Work to be completed: Among the records, find the lines that hold the string "join" and return them.

Material for this exercise Block Start

use std::fs;
use std::path::{Path, PathBuf};
use std::process::Command;

use assert_cmd::prelude::*;
use predicates::str::contains;
use serde_json::Value;
use tempfile::TempDir;

const PAYLOAD: &str = r#"{"items":[
    {"ihash":"h1","surname":"Doe","givenname":"Jane","isFavorite":true,
     "phonenumbers":[{"value":"+4930123","label":"work"}]},
    {"ihash":"h2","surname":"Roe","company":"ACME"}
]}"#;

fn callerid_cmd(home: &Path) -> Command {
    let mut cmd = Command::new(assert_cmd::cargo::cargo_bin!("callerid"));
    cmd.env("HOME", home)
        .env("USERPROFILE", home)
        .env("NO_COLOR", "1");
    cmd
}

fn work_profile_home(config: &str) -> (TempDir, PathBuf) {
    let home = TempDir::new().expect("home");
    let root = home.path().join(".callerid");
    fs::create_dir_all(&root).expect("create config dir");
    fs::write(root.join("config.yaml"), config).expect("write config");
    let payload = home.path().join("contacts.json");
    fs::write(&payload, PAYLOAD).expect("write payload");
    (home, payload)
}

fn stdout_json(cmd: &mut Command) -> Value {
    let output = cmd.output().expect("run callerid");
    assert!(
        output.status.success(),
        "command failed: status={} stderr={}",
        output.status,
        String::from_utf8_lossy(&output.stderr),
    );
    serde_json::from_slice(&output.stdout).expect("stdout is JSON")
}

#[test]
fn plan_sync_and_replan_converge() {
    let (home, payload) = work_profile_home("mode: workProfileMode\n");

    callerid_cmd(home.path())
        .args(["contacts", "plan"])
        .arg(&payload)
        .assert()
        .success()
        .stdout(contains("[plan] 2 to insert, 0 to keep"))
        .stdout(contains("+ h1"));
    assert!(
        !home.path().join(".callerid/contacts.json").exists(),
        "plan must not touch the store"
    );

    let outcome = stdout_json(
        callerid_cmd(home.path())
            .args(["contacts", "sync", "--json"])
            .arg(&payload),
    );
    assert_eq!(outcome["report"]["inserted"]["applied"], 2);
    assert_eq!(outcome["report"]["deleted"]["applied"], 0);

    callerid_cmd(home.path())
        .args(["contacts", "plan"])
        .arg(&payload)
        .assert()
        .success()
        .stdout(contains("[plan] 0 to insert, 2 to keep (0 flag changes, 0 unblocks), 0 to delete"));

    let status = stdout_json(callerid_cmd(home.path()).args(["status", "--json"]));
    assert_eq!(status["mode"], "workProfileMode");
    assert_eq!(status["synced_contacts"], 2);
    assert_eq!(status["last_run"]["inserted"], 2);
    assert!(status["synced_at"].is_string());
}

#[test]
fn block_unblock_and_clear() {
    let (home, payload) = work_profile_home("mode: workProfileMode\n");
    callerid_cmd(home.path())
        .args(["contacts", "sync"])
        .arg(&payload)
        .assert()
        .success()
        .stdout(contains("inserted"));

    callerid_cmd(home.path())
        .args(["contacts", "block", "h1"])
        .assert()
        .success()
        .stdout(contains("'h1' now goes to voicemail"));
    callerid_cmd(home.path())
        .args(["contacts", "unblock", "h1"])
        .assert()
        .success()
        .stdout(contains("'h1' rings again"));
    callerid_cmd(home.path())
        .args(["contacts", "block", "nope"])
        .assert()
        .failure()
        .stderr(contains("no synced contact with source id 'nope'"));

    callerid_cmd(home.path())
        .args(["contacts", "clear"])
        .assert()
        .success()
        .stdout(contains("deleted 2 contacts"));

    let status = stdout_json(callerid_cmd(home.path()).args(["status", "--json"]));
    assert_eq!(status["synced_contacts"], 0);
}

#[test]
fn vacation_sync_silences_non_favourites() {
    let (home, payload) = work_profile_home("mode: workProfileMode\n");
    callerid_cmd(home.path())
        .args(["contacts", "sync"])
        .arg(&payload)
        .assert()
        .success();

    callerid_cmd(home.path())
        .args(["contacts", "plan", "--vacation"])
        .arg(&payload)
        .assert()
        .success()
        .stdout(contains("(1 flag changes, 1 unblocks)"));
}

#[test]
fn contact_sync_is_unavailable_outside_work_profile() {
    let (home, payload) = work_profile_home("mode: defaultMode\n");
    callerid_cmd(home.path())
        .args(["contacts", "sync"])
        .arg(&payload)
        .assert()
        .failure()
        .stderr(contains("syncContacts is not available in defaultMode"));
}

#[test]
fn contact_sync_requires_contacts_permission() {
    let (home, payload) =
        work_profile_home("mode: workProfileMode\npermissions:\n  contacts: false\n");
    callerid_cmd(home.path())
        .args(["contacts", "sync"])
        .arg(&payload)
        .assert()
        .failure()
        .stderr(contains("contacts permission not granted"));
}

#[test]
fn contact_without_identity_is_rejected() {
    let (home, _) = work_profile_home("mode: workProfileMode\n");
    let payload = home.path().join("anonymous.json");
    fs::write(&payload, r#"{"items":[{"surname":"Nobody"}]}"#).expect("write payload");

    callerid_cmd(home.path())
        .args(["contacts", "sync"])
        .arg(&payload)
        .assert()
        .failure()
        .stderr(contains("contact at item 0 has no ihash, guid, or datasource id"));
}
impl<'a, S: ContactStore + ?Sized> Reconciler<'a, S> {
    pub fn new(store: &'a mut S, group: GroupId, batch: &BatchConfig) -> Self {
        Self {
            store,
            group,
            account: AccountTag::default(),
            chunk: batch.effective_chunk(),
            tracker: None,
        }
    }

    /// Report progress over `total` operations; silent unless `total`
    /// exceeds the chunk size.
    pub fn with_progress(mut self, reporter: &'a dyn ProgressReporter, total: usize) -> Self {
        self.tracker = Some(ProgressTracker::new(reporter, total, self.chunk));
        self
    }

    pub fn with_account(mut self, account: AccountTag) -> Self {
        self.account = account;
        self
    }

    pub fn chunk_size(&self) -> usize {
        self.chunk
    }

    fn advance(&mut self, n: usize, counted: bool) {
        if counted {
            if let Some(tracker) = self.tracker.as_mut() {
                tracker.advance(n);
            }
        }
    }

    fn run_chunked<F>(&mut self, ids: &[RawContactId], pass: &str, counted: bool, op: F) -> ChunkReport
    where
        F: Fn(RawContactId) -> ContactOp,
    {
        let mut report = ChunkReport::default();
        if ids.is_empty() {
            return report;
        }
        for (i, chunk) in ids.chunks(self.chunk).enumerate() {
            let mut batch = OpBatch::new();
            for id in chunk {
                batch.push(op(*id));
            }
            report.batches += 1;
            match self.store.apply_batch(&batch) {
                Ok(_) => {
                    report.applied += chunk.len();
                    tracing::debug!("{}: batch {} applied {} ops", pass, i, chunk.len());
                }
                Err(e) => {
                    report.failed_batches += 1;
                    report.skipped += chunk.len();
                    tracing::warn!("{}: batch {} failed, skipping {} targets: {}", pass, i, chunk.len(), e);
                }
            }
            self.advance(chunk.len(), counted);
        }
        tracing::info!(
            "{}: {} of {} applied in {} batches",
            pass,
            report.applied,
            ids.len(),
            report.batches
        );
        report
    }

    /// Delete raw contacts, at most one chunk per batch.
    pub fn apply_delete(&mut self, ids: &[RawContactId]) -> ChunkReport {
        self.run_chunked(ids, "delete", true, |raw_contact| ContactOp::DeleteRawContact {
            raw_contact,
        })
    }

    /// Set the send-to-voicemail flag on raw contacts.
    pub fn apply_update(&mut self, ids: &[RawContactId], send_to_voicemail: bool) -> ChunkReport {
        self.run_chunked(ids, "update", true, move |raw_contact| ContactOp::UpdateVoicemail {
            raw_contact,
            send_to_voicemail,
        })
    }

    fn apply_unblock(&mut self, ids: &[RawContactId]) -> ChunkReport {
        self.run_chunked(ids, "unblock", true, |raw_contact| ContactOp::UpdateVoicemail {
            raw_contact,
            send_to_voicemail: false,
        })
    }

    /// Insert records. A record's ops are never split across batches; a
    /// batch is flushed when the next record would push it past the chunk
    /// size. Returns the ids of the raw contacts that were committed.
    pub fn apply_insert(&mut self, records: &[ContactRecord]) -> (ChunkReport, Vec<RawContactId>) {
        let mut report = ChunkReport::default();
        let mut inserted = Vec::new();
        if records.is_empty() {
            return (report, inserted);
        }

        let mut batch = OpBatch::new();
        let mut in_batch = 0usize;
        for record in records {
            let ops = contact_ops(record, self.group, &self.account);
            if !batch.is_empty() && batch.len() + ops.len() > self.chunk {
                self.flush_inserts(&mut batch, &mut in_batch, &mut report, &mut inserted);
            }
            batch.append(ops);
            in_batch += 1;
            if batch.len() >= self.chunk {
                self.flush_inserts(&mut batch, &mut in_batch, &mut report, &mut inserted);
            }
        }
        if !batch.is_empty() {
            self.flush_inserts(&mut batch, &mut in_batch, &mut report, &mut inserted);
        }

        tracing::info!(
            "insert: {} of {} contacts applied in {} batches",
            report.applied,
            records.len(),
            report.batches
        );
        (report, inserted)
    }

    fn flush_inserts(
        &mut self,
        batch: &mut OpBatch,
        in_batch: &mut usize,
        report: &mut ChunkReport,
        inserted: &mut Vec<RawContactId>,
    ) {
        let n = *in_batch;
        report.batches += 1;
        match self.store.apply_batch(batch) {
            Ok(outcome) => {
                report.applied += n;
                inserted.extend(outcome.inserted.into_iter().map(|(_, id)| id));
            }
            Err(e) => {
                report.failed_batches += 1;
                report.skipped += n;
                tracing::warn!(
                    "insert: batch {} failed, skipping {} contacts: {}",
                    report.batches - 1,
                    n,
                    e
                );
            }
        }
        batch.clear();
        *in_batch = 0;
        self.advance(n, true);
    }

    /// Replace the placeholder image of freshly inserted contacts with the
    /// branding image.
    pub fn bulk_relabel_avatars(&mut self, ids: &[RawContactId]) -> ChunkReport {
        self.run_chunked(ids, "avatars", false, |raw_contact| ContactOp::ReplacePhoto {
            raw_contact,
            photo: PhotoKind::Branding,
        })
    }
}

Material for this exercise Block End

Completed exercise:
    let root = home.path().join(".callerid");
    fs::write(root.join("config.yaml"), config).expect("write config");
    let payload = home.path().join("contacts.json");
        !home.path().join(".callerid/contacts.json").exists(),
    let payload = home.path().join("anonymous.json");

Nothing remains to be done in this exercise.